REQUIRED ACTION: Which of the lines in the data mention the string "Debug"? List them all.
── DATA
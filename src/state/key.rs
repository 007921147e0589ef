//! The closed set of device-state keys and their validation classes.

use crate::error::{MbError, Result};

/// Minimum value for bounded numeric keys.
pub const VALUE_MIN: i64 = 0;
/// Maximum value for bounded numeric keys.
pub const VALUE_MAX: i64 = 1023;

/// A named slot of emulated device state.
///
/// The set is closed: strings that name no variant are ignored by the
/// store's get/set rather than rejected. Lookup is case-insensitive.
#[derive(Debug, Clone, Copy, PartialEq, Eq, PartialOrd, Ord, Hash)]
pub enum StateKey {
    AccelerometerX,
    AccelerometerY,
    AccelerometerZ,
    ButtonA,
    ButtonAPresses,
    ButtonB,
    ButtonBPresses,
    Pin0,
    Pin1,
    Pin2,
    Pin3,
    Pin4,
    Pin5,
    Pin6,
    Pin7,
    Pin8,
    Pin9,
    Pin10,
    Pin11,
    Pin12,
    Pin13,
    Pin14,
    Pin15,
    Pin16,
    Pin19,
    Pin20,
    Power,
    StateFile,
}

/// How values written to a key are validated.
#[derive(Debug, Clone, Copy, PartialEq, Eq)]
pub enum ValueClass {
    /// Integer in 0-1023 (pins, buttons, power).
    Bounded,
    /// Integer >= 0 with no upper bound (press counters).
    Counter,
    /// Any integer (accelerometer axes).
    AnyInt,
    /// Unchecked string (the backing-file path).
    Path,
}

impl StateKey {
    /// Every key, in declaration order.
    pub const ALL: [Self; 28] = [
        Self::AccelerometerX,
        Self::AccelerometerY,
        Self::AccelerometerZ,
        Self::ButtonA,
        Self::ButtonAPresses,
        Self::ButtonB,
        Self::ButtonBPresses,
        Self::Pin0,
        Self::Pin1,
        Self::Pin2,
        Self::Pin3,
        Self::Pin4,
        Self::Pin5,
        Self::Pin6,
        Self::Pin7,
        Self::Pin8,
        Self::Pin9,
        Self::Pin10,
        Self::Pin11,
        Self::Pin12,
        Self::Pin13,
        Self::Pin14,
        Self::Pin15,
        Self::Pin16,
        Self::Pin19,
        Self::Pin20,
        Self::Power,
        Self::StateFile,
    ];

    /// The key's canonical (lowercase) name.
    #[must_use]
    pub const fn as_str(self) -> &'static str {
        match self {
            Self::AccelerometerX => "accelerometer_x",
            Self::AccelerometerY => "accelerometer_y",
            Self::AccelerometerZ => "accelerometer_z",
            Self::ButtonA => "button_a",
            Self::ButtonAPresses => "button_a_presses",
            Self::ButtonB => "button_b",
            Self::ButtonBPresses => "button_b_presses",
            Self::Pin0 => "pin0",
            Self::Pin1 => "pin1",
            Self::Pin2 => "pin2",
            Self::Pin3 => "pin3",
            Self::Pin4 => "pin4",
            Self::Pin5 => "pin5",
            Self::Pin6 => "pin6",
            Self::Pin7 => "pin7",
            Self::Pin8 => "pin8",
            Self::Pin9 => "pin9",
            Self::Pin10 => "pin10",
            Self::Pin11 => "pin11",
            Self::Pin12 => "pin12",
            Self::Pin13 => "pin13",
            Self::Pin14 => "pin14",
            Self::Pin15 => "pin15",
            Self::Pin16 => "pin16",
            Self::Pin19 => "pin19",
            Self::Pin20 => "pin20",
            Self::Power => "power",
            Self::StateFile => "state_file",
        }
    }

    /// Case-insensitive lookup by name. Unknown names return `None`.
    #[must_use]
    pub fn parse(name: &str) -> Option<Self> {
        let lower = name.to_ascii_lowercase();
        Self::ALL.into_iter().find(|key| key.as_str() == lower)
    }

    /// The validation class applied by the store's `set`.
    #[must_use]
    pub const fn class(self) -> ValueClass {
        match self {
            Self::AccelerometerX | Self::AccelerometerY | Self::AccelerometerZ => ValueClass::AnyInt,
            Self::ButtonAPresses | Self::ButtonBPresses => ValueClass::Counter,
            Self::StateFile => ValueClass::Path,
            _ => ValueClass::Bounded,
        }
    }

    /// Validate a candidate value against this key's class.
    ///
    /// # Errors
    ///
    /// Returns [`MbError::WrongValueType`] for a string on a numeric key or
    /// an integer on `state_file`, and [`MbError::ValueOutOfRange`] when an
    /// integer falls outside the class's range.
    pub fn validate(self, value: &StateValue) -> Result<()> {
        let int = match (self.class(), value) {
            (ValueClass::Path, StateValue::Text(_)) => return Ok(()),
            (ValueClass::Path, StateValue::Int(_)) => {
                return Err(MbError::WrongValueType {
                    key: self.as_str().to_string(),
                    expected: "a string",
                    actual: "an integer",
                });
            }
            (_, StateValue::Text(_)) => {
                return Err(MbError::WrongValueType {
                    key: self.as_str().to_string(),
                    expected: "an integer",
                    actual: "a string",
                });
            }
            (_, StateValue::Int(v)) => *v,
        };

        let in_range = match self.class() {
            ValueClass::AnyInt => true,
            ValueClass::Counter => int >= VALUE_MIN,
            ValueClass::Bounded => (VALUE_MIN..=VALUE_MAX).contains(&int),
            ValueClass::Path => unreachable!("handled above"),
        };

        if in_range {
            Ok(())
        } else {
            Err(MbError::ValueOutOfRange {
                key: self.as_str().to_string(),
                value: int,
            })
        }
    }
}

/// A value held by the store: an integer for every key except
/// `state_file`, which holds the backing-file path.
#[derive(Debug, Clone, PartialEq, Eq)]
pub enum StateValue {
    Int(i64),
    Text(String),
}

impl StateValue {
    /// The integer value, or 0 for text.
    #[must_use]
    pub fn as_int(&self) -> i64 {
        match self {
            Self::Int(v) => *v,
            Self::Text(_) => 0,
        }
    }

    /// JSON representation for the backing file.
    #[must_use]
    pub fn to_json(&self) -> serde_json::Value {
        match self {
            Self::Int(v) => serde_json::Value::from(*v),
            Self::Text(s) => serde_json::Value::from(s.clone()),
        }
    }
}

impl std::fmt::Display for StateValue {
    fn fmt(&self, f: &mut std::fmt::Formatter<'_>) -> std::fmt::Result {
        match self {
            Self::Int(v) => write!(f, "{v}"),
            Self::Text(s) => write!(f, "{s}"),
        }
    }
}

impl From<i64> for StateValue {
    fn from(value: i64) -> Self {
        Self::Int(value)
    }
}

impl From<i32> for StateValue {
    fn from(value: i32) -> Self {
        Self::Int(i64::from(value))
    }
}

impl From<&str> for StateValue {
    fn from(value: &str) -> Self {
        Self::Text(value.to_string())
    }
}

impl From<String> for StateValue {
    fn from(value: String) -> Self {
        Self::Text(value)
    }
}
────
COMPLETED TASK:
#[derive(Debug, Clone, Copy, PartialEq, Eq, PartialOrd, Ord, Hash)]
#[derive(Debug, Clone, Copy, PartialEq, Eq)]
#[derive(Debug, Clone, PartialEq, Eq)]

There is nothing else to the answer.